_THE DATA_.
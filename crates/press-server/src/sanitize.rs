//! Input clean-up at the HTTP edge.

const DEFAULT_FILENAME: &str = "document";
const FILENAME_FORBIDDEN: &[char] = &['<', '>', ':', '"', '/', '\\', '|', '?', '*'];

/// Control characters other than newline, carriage return and tab.
fn is_stripped_control(c: char) -> bool {
    c.is_ascii_control() && !matches!(c, '\n' | '\r' | '\t')
}

/// Remove stray control characters and normalise line endings to `\n`.
pub(crate) fn sanitize_markdown(markdown: &str) -> String {
    markdown
        .replace("\r\n", "\n")
        .replace('\r', "\n")
        .chars()
        .filter(|c| !is_stripped_control(*c))
        .collect()
}

/// Remove stray control characters.
pub(crate) fn sanitize_css(css: &str) -> String {
    css.chars().filter(|c| !is_stripped_control(*c)).collect()
}

/// File stem safe for `Content-Disposition`, defaulting to "document".
pub(crate) fn sanitize_filename(filename: Option<&str>) -> String {
    let cleaned: String = filename
        .unwrap_or_default()
        .chars()
        .filter(|c| !c.is_control() && !FILENAME_FORBIDDEN.contains(c))
        .collect();
    let trimmed = cleaned.trim();
    if trimmed.is_empty() {
        DEFAULT_FILENAME.to_owned()
    } else {
        trimmed.to_owned()
    }
}
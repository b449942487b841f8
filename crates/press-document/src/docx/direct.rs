//! Structural DOCX output through docx-rs.

use std::sync::Arc;

use docx_rs::{
    AbstractNumbering, AlignmentType, BreakType, Docx, IndentLevel, Level, LevelJc, LevelText,
    NumberFormat, Numbering, NumberingId, Paragraph, Pic, Run, RunFonts, SpecialIndentType, Start,
    Table, TableCell, TableRow,
};
use image::GenericImageView;
use press_blocks::{Span, parse_spans};
use press_diagrams::{DiagramChain, DiagramImage, DiagramOutcome};

use super::{decorate, pack};
use crate::artifact::OutputFormat;
use crate::assembler::Assembler;
use crate::backend::DocumentBackend;
use crate::capabilities::BackendCapabilities;
use crate::error::DocumentError;
use crate::request::RenderRequest;
use crate::sink::{ElementSink, LayoutTable};

const BULLET_NUMBERING: usize = 1;
const BULLET_LEVELS: usize = 9;
const CODE_FONT: &str = "Courier New";
const CODE_SIZE: usize = 18;
const EMU_PER_PIXEL: u32 = 9525;
/// Six inches.
const MAX_IMAGE_WIDTH_EMU: u32 = 5_486_400;
const RULE: &str = "__________________________________________________";

fn runs(spans: &[Span]) -> impl Iterator<Item = Run> + '_ {
    spans.iter().map(|span| {
        let run = Run::new().add_text(span.text.as_str());
        if span.bold { run.bold() } else { run }
    })
}

fn span_paragraph(spans: &[Span]) -> Paragraph {
    runs(spans).fold(Paragraph::new(), Paragraph::add_run)
}

/// Image size in EMU, scaled down to at most six inches wide.
fn image_extent(width_px: u32, height_px: u32) -> (u32, u32) {
    let width = width_px.saturating_mul(EMU_PER_PIXEL);
    let height = height_px.saturating_mul(EMU_PER_PIXEL);
    if width <= MAX_IMAGE_WIDTH_EMU || width == 0 {
        return (width, height);
    }
    let scaled = u64::from(height) * u64::from(MAX_IMAGE_WIDTH_EMU) / u64::from(width);
    (MAX_IMAGE_WIDTH_EMU, u32::try_from(scaled).unwrap_or(u32::MAX))
}

fn image_paragraph(diagram: &DiagramImage) -> Result<Paragraph, DocumentError> {
    let decoded = image::load_from_memory(&diagram.bytes)
        .map_err(|e| DocumentError::Image(e.to_string()))?;
    let (width, height) = image_extent(decoded.width(), decoded.height());
    let pic = Pic::new(&diagram.bytes).size(width, height);
    Ok(Paragraph::new()
        .add_run(Run::new().add_image(pic))
        .align(AlignmentType::Center))
}

enum BodyElement {
    Paragraph(Paragraph),
    Table(Table),
}

/// Element sink collecting docx-rs paragraphs and tables.
///
/// Numbered-list runs each get their own numbering instance so that
/// numbering restarts at the first item's literal number.
pub struct DocxSink {
    marker: String,
    body: Vec<BodyElement>,
    /// `(numbering id, start)` per numbered-list run.
    numbered_lists: Vec<(usize, u32)>,
    in_numbered_list: bool,
}

impl DocxSink {
    #[must_use]
    pub fn new(marker: &str) -> Self {
        Self {
            marker: marker.to_owned(),
            body: Vec::new(),
            numbered_lists: Vec::new(),
            in_numbered_list: false,
        }
    }

    fn push(&mut self, paragraph: Paragraph) {
        self.in_numbered_list = false;
        self.body.push(BodyElement::Paragraph(paragraph));
    }

    fn placeholder(&mut self, text: &str) {
        self.push(
            Paragraph::new()
                .add_run(Run::new().add_text(text).italic().color("808080"))
                .align(AlignmentType::Center),
        );
    }

    fn numbering(docx: Docx, id: usize, start: u32) -> Docx {
        let level = Level::new(
            0,
            Start::new(start as usize),
            NumberFormat::new("decimal"),
            LevelText::new("%1."),
            LevelJc::new("left"),
        )
        .indent(Some(720), Some(SpecialIndentType::Hanging(360)), None, None);
        docx.add_abstract_numbering(AbstractNumbering::new(id).add_level(level))
            .add_numbering(Numbering::new(id, id))
    }

    fn bullets(docx: Docx) -> Docx {
        let numbering = (0..BULLET_LEVELS).fold(
            AbstractNumbering::new(BULLET_NUMBERING),
            |numbering, depth| {
                #[allow(clippy::cast_possible_truncation, clippy::cast_possible_wrap)]
                let indent = 720 * (depth as i32 + 1);
                numbering.add_level(
                    Level::new(
                        depth,
                        Start::new(1),
                        NumberFormat::new("bullet"),
                        LevelText::new("•"),
                        LevelJc::new("left"),
                    )
                    .indent(Some(indent), Some(SpecialIndentType::Hanging(360)), None, None),
                )
            },
        );
        docx.add_abstract_numbering(numbering)
            .add_numbering(Numbering::new(BULLET_NUMBERING, BULLET_NUMBERING))
    }
}

impl ElementSink for DocxSink {
    fn heading(&mut self, level: u8, text: &str) {
        let style = format!("Heading{}", level.clamp(1, 4));
        self.push(span_paragraph(&parse_spans(text)).style(&style));
    }

    fn paragraph(&mut self, spans: &[Span]) {
        self.push(span_paragraph(spans));
    }

    fn bullet(&mut self, indent: usize, spans: &[Span]) {
        let depth = indent.min(BULLET_LEVELS - 1);
        self.push(
            span_paragraph(spans)
                .numbering(NumberingId::new(BULLET_NUMBERING), IndentLevel::new(depth)),
        );
    }

    fn numbered(&mut self, number: u32, spans: &[Span]) {
        if !self.in_numbered_list {
            // Ids after the bullet numbering.
            let id = BULLET_NUMBERING + 1 + self.numbered_lists.len();
            self.numbered_lists.push((id, number));
        }
        let id = self.numbered_lists.last().map_or(BULLET_NUMBERING + 1, |(id, _)| *id);
        self.push(span_paragraph(spans).numbering(NumberingId::new(id), IndentLevel::new(0)));
        self.in_numbered_list = true;
    }

    fn code_block(&mut self, _language: Option<&str>, text: &str) {
        let mut run = Run::new()
            .fonts(RunFonts::new().ascii(CODE_FONT).hi_ansi(CODE_FONT))
            .size(CODE_SIZE);
        for (i, line) in text.split('\n').enumerate() {
            if i > 0 {
                run = run.add_break(BreakType::TextWrapping);
            }
            run = run.add_text(line);
        }
        self.push(Paragraph::new().add_run(run));
    }

    fn table(&mut self, table: &LayoutTable) {
        if table.column_count == 0 {
            return;
        }
        let rows = table
            .rows
            .iter()
            .map(|row| {
                let cells = row
                    .cells
                    .iter()
                    .map(|cell| {
                        cell.lines.iter().fold(TableCell::new(), |docx_cell, line| {
                            let paragraph = runs(line).fold(Paragraph::new(), |p, run| {
                                p.add_run(if row.header { run.bold() } else { run })
                            });
                            docx_cell.add_paragraph(paragraph)
                        })
                    })
                    .collect();
                TableRow::new(cells)
            })
            .collect();
        self.in_numbered_list = false;
        self.body.push(BodyElement::Table(Table::new(rows)));
    }

    fn diagram(&mut self, outcome: &DiagramOutcome) {
        match outcome {
            DiagramOutcome::Image(diagram) => match image_paragraph(diagram) {
                Ok(paragraph) => self.push(paragraph),
                Err(e) => {
                    tracing::warn!(
                        method = diagram.method,
                        error = %e,
                        "Diagram image not embeddable"
                    );
                    self.placeholder("[Diagram image could not be embedded]");
                }
            },
            DiagramOutcome::Placeholder(text) => self.placeholder(text),
        }
    }

    fn rule(&mut self) {
        self.push(
            Paragraph::new()
                .add_run(Run::new().add_text(RULE).color("808080"))
                .align(AlignmentType::Center),
        );
    }

    /// Paragraph spacing already separates blocks.
    fn blank(&mut self) {}

    fn finish(self) -> Result<Vec<u8>, DocumentError> {
        let mut docx = Self::bullets(decorate(Docx::new(), &self.marker));
        for &(id, start) in &self.numbered_lists {
            docx = Self::numbering(docx, id, start);
        }
        for element in self.body {
            docx = match element {
                BodyElement::Paragraph(paragraph) => docx.add_paragraph(paragraph),
                BodyElement::Table(table) => docx.add_table(table),
            };
        }
        pack(docx)
    }
}

/// docx-rs backend; always available unless disabled.
pub struct DirectDocxBackend {
    assembler: Assembler,
    marker: String,
}

impl DirectDocxBackend {
    #[must_use]
    pub fn new(chain: Arc<DiagramChain>) -> Self {
        Self {
            assembler: Assembler::new(chain),
            marker: "Confidential".to_owned(),
        }
    }

    /// Header marker text.
    #[must_use]
    pub fn marker(mut self, marker: &str) -> Self {
        marker.clone_into(&mut self.marker);
        self
    }
}

impl DocumentBackend for DirectDocxBackend {
    fn name(&self) -> &'static str {
        "docx-rs"
    }

    fn format(&self) -> OutputFormat {
        OutputFormat::Docx
    }

    fn is_available(&self, capabilities: &BackendCapabilities) -> bool {
        capabilities.direct_docx
    }

    fn convert(&self, request: &RenderRequest) -> Result<Vec<u8>, DocumentError> {
        self.assembler.assemble(
            &request.markdown,
            &request.diagrams,
            DocxSink::new(&self.marker),
        )
    }
}
//! Block-level structure of markdown documents for paginated output.
//!
//! This crate turns raw markdown text into a flat sequence of [`Block`]s and
//! computes how tables should be laid out on a fixed-width page:
//!
//! - [`classify`]: lazy line-oriented state machine (normal / in code / in table)
//! - [`Fence`]: opening and closing rule for fenced code blocks
//! - [`TableRows`]: table rows with separator rows removed
//! - [`ColumnWidthPlan`]: content-aware column widths for a given page width
//! - [`TableStyle`]: font sizes and padding tiered by column count
//! - [`parse_spans`] and [`cell_lines`]: inline bold markup and cell wrapping
//!
//! # Example
//!
//! ```
//! use press_blocks::{Block, classify};
//!
//! let blocks: Vec<Block> = classify("# Title\n\nHello").collect();
//! assert_eq!(blocks.len(), 3);
//! ```

mod block;
mod classifier;
mod fence;
mod inline;
mod layout;
mod table;

pub use block::{Block, DIAGRAM_LANGUAGES, is_diagram_language};
pub use classifier::{Blocks, classify};
pub use fence::Fence;
pub use inline::{CELL_WRAP_THRESHOLD, Span, cell_lines, parse_spans, plain_text};
pub use layout::{
    A4_WIDTH_PT, ColumnWidth, ColumnWidthPlan, FIXED_SHARE_LIMIT, MEDIUM_COLUMN_WIDTH,
    MEDIUM_MAX_CHARS, NARROW_COLUMN_WIDTH, NARROW_MAX_CHARS, PAGE_SIDE_MARGIN_PT, SizeClass,
    TableStyle, WIDE_COLUMN_CAP, WIDE_TABLE_COLUMNS, available_page_width,
};
pub use table::TableRows;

_WORK TO COMPLETE_. Return nothing but the lines from the first line of the listing through the line with "DEFAULT_FILENAME.to_owned()", please, keeping every one of them unchanged.

_EXERCISE OUTPUT_.
filename crates/press-server/src/sanitize.rs
//! Input clean-up at the HTTP edge.

const DEFAULT_FILENAME: &str = "document";
const FILENAME_FORBIDDEN: &[char] = &['<', '>', ':', '"', '/', '\\', '|', '?', '*'];

/// Control characters other than newline, carriage return and tab.
fn is_stripped_control(c: char) -> bool {
    c.is_ascii_control() && !matches!(c, '\n' | '\r' | '\t')
}

/// Remove stray control characters and normalise line endings to `\n`.
pub(crate) fn sanitize_markdown(markdown: &str) -> String {
    markdown
        .replace("\r\n", "\n")
        .replace('\r', "\n")
        .chars()
        .filter(|c| !is_stripped_control(*c))
        .collect()
}

/// Remove stray control characters.
pub(crate) fn sanitize_css(css: &str) -> String {
    css.chars().filter(|c| !is_stripped_control(*c)).collect()
}

/// File stem safe for `Content-Disposition`, defaulting to "document".
pub(crate) fn sanitize_filename(filename: Option<&str>) -> String {
    let cleaned: String = filename
        .unwrap_or_default()
        .chars()
        .filter(|c| !c.is_control() && !FILENAME_FORBIDDEN.contains(c))
        .collect();
    let trimmed = cleaned.trim();
    if trimmed.is_empty() {
        DEFAULT_FILENAME.to_owned()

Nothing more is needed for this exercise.